**Problem to solve:** Look for the word "exhausted" in the entries and copy every line where it shows up.

**Records for this task:**
<<<<

//! Credit accounting service: the consumption gate, free-before-paid
//! deduction, purchase crediting, and pricing-configuration access.
//!
//! `AppState` holds one `CreditService`; its repositories are trait objects,
//! swapped for the in-memory backend in tests.

use std::sync::Arc;

use serde::Serialize;
use tracing::{debug, info, warn};
use uuid::Uuid;

use crate::credits::month::MonthSource;
use crate::credits::policy::{available_credits, AvailableCredits};
use crate::credits::repository::{ConfigRepository, LedgerRepository};
use crate::errors::AppError;
use crate::models::credits::{
    ConfigPatch, CreditLedger, NewPurchase, PricingConfig, PurchaseRecord,
};

// ────────────────────────────────────────────────────────────────────────────
// Outcome types
// ────────────────────────────────────────────────────────────────────────────

/// How a configuration read was satisfied. `Degraded` means the load failed
/// and built-in defaults are standing in; callers may proceed but must not
/// treat the value as authoritative.
#[derive(Debug, Clone)]
pub enum Loaded<T> {
    /// The stored row.
    Stored(T),
    /// No row existed yet; defaults were persisted and returned.
    Seeded(T),
    /// The load failed, either on the fetch or on the first-touch seeding;
    /// `value` is the built-in default.
    Degraded { value: T, error: String },
}

impl<T> Loaded<T> {
    pub fn value(&self) -> &T {
        match self {
            Self::Stored(value) | Self::Seeded(value) => value,
            Self::Degraded { value, .. } => value,
        }
    }

    pub fn into_value(self) -> T {
        match self {
            Self::Stored(value) | Self::Seeded(value) => value,
            Self::Degraded { value, .. } => value,
        }
    }

    pub fn is_degraded(&self) -> bool {
        matches!(self, Self::Degraded { .. })
    }

    pub fn source(&self) -> &'static str {
        match self {
            Self::Stored(_) => "stored",
            Self::Seeded(_) => "seeded",
            Self::Degraded { .. } => "degraded",
        }
    }
}

/// Why the gate denied consumption.
#[derive(Debug, Clone, Copy, PartialEq, Eq, Serialize)]
#[serde(rename_all = "snake_case")]
pub enum DenialReason {
    /// Allowance exhausted and credit packages are on offer.
    PurchaseRequired,
    /// Allowance exhausted and nothing is purchasable this cycle.
    MonthlyLimitReached,
}

impl DenialReason {
    pub fn message(&self) -> &'static str {
        match self {
            Self::PurchaseRequired => {
                "You've used all your available credits. Purchase a credit package to keep analyzing."
            }
            Self::MonthlyLimitReached => {
                "You've used all your free analyses for this month. Your allowance renews next month."
            }
        }
    }
}

impl std::fmt::Display for DenialReason {
    fn fmt(&self, f: &mut std::fmt::Formatter<'_>) -> std::fmt::Result {
        f.write_str(self.message())
    }
}

/// Outcome of the read-only gate check.
#[derive(Debug, Clone)]
pub struct CreditCheck {
    pub allowed: bool,
    pub available: AvailableCredits,
    pub ledger: CreditLedger,
    pub reason: Option<DenialReason>,
    /// True when a failed read forced built-in defaults; the answer is then
    /// optimistic rather than authoritative.
    pub degraded: bool,
}

/// Post-deduction view handed back to the caller.
#[derive(Debug, Clone, Serialize)]
pub struct CreditSnapshot {
    pub available: AvailableCredits,
    pub total_credits_used: i64,
}

// ────────────────────────────────────────────────────────────────────────────
// Service
// ────────────────────────────────────────────────────────────────────────────

#[derive(Clone)]
pub struct CreditService {
    config_repo: Arc<dyn ConfigRepository>,
    ledger_repo: Arc<dyn LedgerRepository>,
    clock: Arc<dyn MonthSource>,
}

impl CreditService {
    pub fn new(
        config_repo: Arc<dyn ConfigRepository>,
        ledger_repo: Arc<dyn LedgerRepository>,
        clock: Arc<dyn MonthSource>,
    ) -> Self {
        Self {
            config_repo,
            ledger_repo,
            clock,
        }
    }

    /// Reads the pricing configuration, persisting defaults on first touch.
    pub async fn pricing_config(&self) -> Result<Loaded<PricingConfig>, AppError> {
        if let Some(stored) = self.config_repo.fetch().await? {
            return Ok(Loaded::Stored(stored));
        }
        let seeded = self.config_repo.seed_default().await?;
        info!("seeded default pricing configuration");
        Ok(Loaded::Seeded(seeded))
    }

    /// Like [`pricing_config`](Self::pricing_config), but a storage failure
    /// degrades to built-in defaults instead of surfacing an error. Read-only
    /// paths use this so the product keeps working while the store is down.
    pub async fn pricing_config_or_default(&self) -> Loaded<PricingConfig> {
        match self.pricing_config().await {
            Ok(loaded) => loaded,
            Err(err) => {
                warn!("pricing config unavailable, using built-in defaults: {err}");
                Loaded::Degraded {
                    value: PricingConfig::default(),
                    error: err.to_string(),
                }
            }
        }
    }

    /// Merges `patch` into the stored configuration, seeding defaults first
    /// so a partial patch always has a row to merge into.
    pub async fn update_config(&self, patch: ConfigPatch) -> Result<PricingConfig, AppError> {
        self.pricing_config().await?;
        let updated = self.config_repo.update(patch).await?;
        info!(
            "pricing configuration updated: packages_enabled={}, {} packages, {} free/month",
            updated.packages_enabled,
            updated.packages.len(),
            updated.free_credits_per_month
        );
        Ok(updated)
    }

    /// Returns the user's ledger, creating a zeroed one on first touch and
    /// zeroing the free counter when the stored month is stale. Idempotent.
    pub async fn ledger(&self, user_id: Uuid) -> Result<CreditLedger, AppError> {
        let month = self.clock.current_month();
        self.ledger_repo.create_if_absent(user_id, &month).await?;
        self.ledger_repo.refresh_month(user_id, &month).await?;
        self.ledger_repo
            .fetch(user_id)
            .await?
            .ok_or_else(|| {
                AppError::Internal(anyhow::anyhow!("ledger for {user_id} missing after creation"))
            })
    }

    /// Read-only gate: answers "may this user consume one credit right now?"
    /// without deducting anything, so callers can check before committing to
    /// an expensive operation. Storage failures degrade to defaults (fresh
    /// ledger, default config) rather than blocking the product.
    pub async fn can_consume(&self, user_id: Uuid) -> CreditCheck {
        let loaded = self.pricing_config_or_default().await;
        let mut degraded = loaded.is_degraded();
        let config = loaded.into_value();

        let ledger = match self.ledger(user_id).await {
            Ok(ledger) => ledger,
            Err(err) => {
                warn!("credit gate: ledger read failed for user {user_id}, assuming fresh: {err}");
                degraded = true;
                CreditLedger::fresh(user_id, self.clock.current_month())
            }
        };

        let available = available_credits(&ledger, config.free_credits_per_month);
        let (allowed, reason) = if available.total > 0 {
            (true, None)
        } else if config.packages_enabled {
            (false, Some(DenialReason::PurchaseRequired))
        } else {
            (false, Some(DenialReason::MonthlyLimitReached))
        };

        CreditCheck {
            allowed,
            available,
            ledger,
            reason,
            degraded,
        }
    }

    /// Consumes one credit, free allowance before paid balance. Returns
    /// `None` when nothing is available; the gate's denial reason applies.
    ///
    /// The deduction itself is one guarded UPDATE, so two concurrent calls
    /// for the last credit cannot both win. A guard miss right after a month
    /// rollover is refreshed and retried once before reporting exhaustion.
    pub async fn deduct(&self, user_id: Uuid) -> Result<Option<CreditSnapshot>, AppError> {
        let free_limit = self.pricing_config().await?.into_value().free_credits_per_month;

        let month = self.clock.current_month();
        self.ledger_repo.create_if_absent(user_id, &month).await?;
        self.ledger_repo.refresh_month(user_id, &month).await?;

        if let Some(updated) = self.ledger_repo.deduct_one(user_id, &month, free_limit).await? {
            debug!(
                "deducted one credit for user {user_id} ({} free used, {} paid left)",
                updated.free_credits_used_this_month, updated.paid_credits
            );
            return Ok(Some(self.snapshot(updated, free_limit)));
        }

        // The guard also misses when the calendar month changed after the
        // refresh above. Re-stamp with a fresh key and retry once.
        let retry_month = self.clock.current_month();
        if retry_month != month {
            self.ledger_repo.refresh_month(user_id, &retry_month).await?;
            if let Some(updated) = self
                .ledger_repo
                .deduct_one(user_id, &retry_month, free_limit)
                .await?
            {
                return Ok(Some(self.snapshot(updated, free_limit)));
            }
        }

        Ok(None)
    }

    /// Credits a settled purchase: bumps the paid balance and appends the
    /// purchase record. Payment verification happened upstream; this method
    /// only records the outcome.
    pub async fn add_purchased_credits(
        &self,
        user_id: Uuid,
        purchase: NewPurchase,
    ) -> Result<CreditLedger, AppError> {
        let month = self.clock.current_month();
        self.ledger_repo.create_if_absent(user_id, &month).await?;

        let record = PurchaseRecord {
            package_id: purchase.package_id,
            credits: purchase.credits,
            amount_usd: purchase.amount_usd,
            purchased_at: chrono::Utc::now(),
            payment_method: purchase.payment_method,
        };
        let updated = self
            .ledger_repo
            .apply_purchase(user_id, record.credits, &record)
            .await?;
        info!(
            "credited {} paid credits to user {user_id} (package {}, paid balance now {})",
            record.credits, record.package_id, updated.paid_credits
        );
        Ok(updated)
    }

    fn snapshot(&self, ledger: CreditLedger, free_limit: i32) -> CreditSnapshot {
        CreditSnapshot {
            available: available_credits(&ledger, free_limit),
            total_credits_used: ledger.total_credits_used,
        }
    }
}

// ────────────────────────────────────────────────────────────────────────────
// Tests
// ────────────────────────────────────────────────────────────────────────────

>>>>

**Task response:**
    /// Allowance exhausted and credit packages are on offer.
    /// Allowance exhausted and nothing is purchasable this cycle.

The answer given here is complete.